● WORK ORDER
Copy out exactly the lines below that run from the one holding "frame = Frame::data(this.id, Bytes::copy_from_slice(&buf[..n]));" to the one holding "they are queued", keeping both of those lines and no others.

Data entries

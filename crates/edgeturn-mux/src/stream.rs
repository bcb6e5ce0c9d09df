//! Logical stream carried by a multiplexed session

use bytes::{Buf, Bytes};
use edgeturn_proto::{Frame, StreamId};
use std::io;
use std::pin::Pin;
use std::sync::atomic::{AtomicU64, AtomicUsize, Ordering};
use std::sync::Arc;
use std::task::{ready, Context, Poll};
use std::time::Duration;
use tokio::io::{AsyncRead, AsyncWrite, ReadBuf};
use tokio::sync::mpsc;
use tokio_util::sync::PollSender;
use tracing::trace;

use crate::config::MuxConfig;
use crate::session::Shared;

/// Message delivered from the session reader to one stream
#[derive(Debug)]
pub(crate) enum Inbound {
    Data(Bytes),
    Fin,
}

/// Why the session reader gave up on a stream
#[derive(Debug)]
pub(crate) enum Undeliverable {
    /// The stream was dropped
    Gone,
    /// The reader took nothing for this long while data was queued
    Stalled(Duration),
    /// Queued bytes would exceed the per-stream limit
    Overflow(usize),
}

/// Bytes queued for a stream and when its reader last made progress
#[derive(Debug)]
struct Backlog {
    bytes: AtomicUsize,
    /// Session clock in milliseconds
    progress_ms: AtomicU64,
}

/// Session-reader end of a stream's inbound queue.
///
/// Pushing never waits, so a stream whose reader stops cannot hold up the
/// session reader.
#[derive(Debug, Clone)]
pub(crate) struct Inlet {
    tx: mpsc::UnboundedSender<Inbound>,
    backlog: Arc<Backlog>,
}

impl Inlet {
    pub(crate) fn push(
        &self,
        msg: Inbound,
        now_ms: u64,
        config: &MuxConfig,
    ) -> Result<(), Undeliverable> {
        if let Inbound::Data(data) = &msg {
            let queued = self.backlog.bytes.load(Ordering::Acquire);
            if queued == 0 {
                self.backlog.progress_ms.store(now_ms, Ordering::Release);
            } else {
                let since = self.backlog.progress_ms.load(Ordering::Acquire);
                let stalled = Duration::from_millis(now_ms.saturating_sub(since));
                if stalled >= config.stream_send_timeout {
                    return Err(Undeliverable::Stalled(stalled));
                }
            }

            let total = queued + data.len();
            if total > config.stream_backlog_limit {
                return Err(Undeliverable::Overflow(total));
            }
            self.backlog.bytes.fetch_add(data.len(), Ordering::AcqRel);
        }

        self.tx.send(msg).map_err(|_| Undeliverable::Gone)
    }
}

/// One logical duplex byte stream of a [`crate::MuxSession`].
///
/// Shutting down the write side sends FIN. Dropping a stream before both
/// directions have finished resets it on the peer.
pub struct MuxStream {
    id: StreamId,
    inbound: mpsc::UnboundedReceiver<Inbound>,
    backlog: Arc<Backlog>,
    pending: Bytes,
    read_done: bool,
    outbound: PollSender<Frame>,
    write_done: bool,
    shared: Arc<Shared>,
}

impl std::fmt::Debug for MuxStream {
    fn fmt(&self, f: &mut std::fmt::Formatter<'_>) -> std::fmt::Result {
        f.debug_struct("MuxStream")
            .field("session_id", &self.shared.session_id)
            .field("id", &self.id)
            .field("read_done", &self.read_done)
            .field("write_done", &self.write_done)
            .finish()
    }
}

impl MuxStream {
    /// A new stream plus the inlet the session reader feeds it through
    pub(crate) fn new(id: StreamId, shared: Arc<Shared>) -> (Self, Inlet) {
        let (tx, inbound) = mpsc::unbounded_channel();
        let backlog = Arc::new(Backlog {
            bytes: AtomicUsize::new(0),
            progress_ms: AtomicU64::new(shared.now_ms()),
        });
        let inlet = Inlet {
            tx,
            backlog: backlog.clone(),
        };

        let stream = Self {
            id,
            inbound,
            backlog,
            pending: Bytes::new(),
            read_done: false,
            outbound: PollSender::new(shared.data_tx.clone()),
            write_done: false,
            shared,
        };
        (stream, inlet)
    }

    pub fn id(&self) -> StreamId {
        self.id
    }

    fn closed_error(&self) -> io::Error {
        if self.shared.is_closed() {
            io::Error::new(io::ErrorKind::ConnectionAborted, "multiplexed session closed")
        } else {
            io::Error::new(io::ErrorKind::ConnectionReset, "stream reset by peer")
        }
    }
}

impl AsyncRead for MuxStream {
    fn poll_read(
        self: Pin<&mut Self>,
        cx: &mut Context<'_>,
        buf: &mut ReadBuf<'_>,
    ) -> Poll<io::Result<()>> {
        let this = self.get_mut();

        loop {
            if !this.pending.is_empty() {
                let n = this.pending.len().min(buf.remaining());
                buf.put_slice(&this.pending[..n]);
                this.pending.advance(n);
                return Poll::Ready(Ok(()));
            }

            if this.read_done {
                return Poll::Ready(Ok(()));
            }

            match ready!(this.inbound.poll_recv(cx)) {
                Some(Inbound::Data(data)) => {
                    this.backlog
                        .progress_ms
                        .store(this.shared.now_ms(), Ordering::Release);
                    this.backlog.bytes.fetch_sub(data.len(), Ordering::AcqRel);
                    this.pending = data;
                }
                Some(Inbound::Fin) => this.read_done = true,
                None => return Poll::Ready(Err(this.closed_error())),
            }
        }
    }
}

impl AsyncWrite for MuxStream {
    fn poll_write(
        self: Pin<&mut Self>,
        cx: &mut Context<'_>,
        buf: &[u8],
    ) -> Poll<io::Result<usize>> {
        let this = self.get_mut();

        if this.write_done {
            return Poll::Ready(Err(io::Error::new(
                io::ErrorKind::BrokenPipe,
                "write after shutdown",
            )));
        }
        if buf.is_empty() {
            return Poll::Ready(Ok(0));
        }
        if this.shared.is_closed() {
            return Poll::Ready(Err(this.closed_error()));
        }

        if ready!(this.outbound.poll_reserve(cx)).is_err() {
            return Poll::Ready(Err(this.closed_error()));
        }

        let n = buf.len().min(this.shared.config.max_frame_size.max(1));
        let frame = Frame::data(this.id, Bytes::copy_from_slice(&buf[..n]));
        if this.outbound.send_item(frame).is_err() {
            return Poll::Ready(Err(this.closed_error()));
        }

        Poll::Ready(Ok(n))
    }

    fn poll_flush(self: Pin<&mut Self>, _cx: &mut Context<'_>) -> Poll<io::Result<()>> {
        // Frames are handed to the session writer as soon as they are queued
        Poll::Ready(Ok(()))
    }

    fn poll_shutdown(self: Pin<&mut Self>, cx: &mut Context<'_>) -> Poll<io::Result<()>> {
        let this = self.get_mut();
        if this.write_done {
            return Poll::Ready(Ok(()));
        }

        if ready!(this.outbound.poll_reserve(cx)).is_err() {
            return Poll::Ready(Err(this.closed_error()));
        }
        if this.outbound.send_item(Frame::fin(this.id)).is_err() {
            return Poll::Ready(Err(this.closed_error()));
        }

        trace!("[{}] Stream {} finished", this.shared.session_id, this.id);
        this.write_done = true;
        Poll::Ready(Ok(()))
    }
}

impl Drop for MuxStream {
    fn drop(&mut self) {
        self.shared.remove_stream(self.id);
        if !(self.read_done && self.write_done) && !self.shared.is_closed() {
            trace!("[{}] Resetting dropped stream {}", self.shared.session_id, self.id);
            let _ = self.shared.ctrl_tx.send(Frame::rst(self.id));
        }
    }
}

● SOLUTION
        let frame = Frame::data(this.id, Bytes::copy_from_slice(&buf[..n]));
        if this.outbound.send_item(frame).is_err() {
            return Poll::Ready(Err(this.closed_error()));
        }

        Poll::Ready(Ok(n))
    }

    fn poll_flush(self: Pin<&mut Self>, _cx: &mut Context<'_>) -> Poll<io::Result<()>> {
        // Frames are handed to the session writer as soon as they are queued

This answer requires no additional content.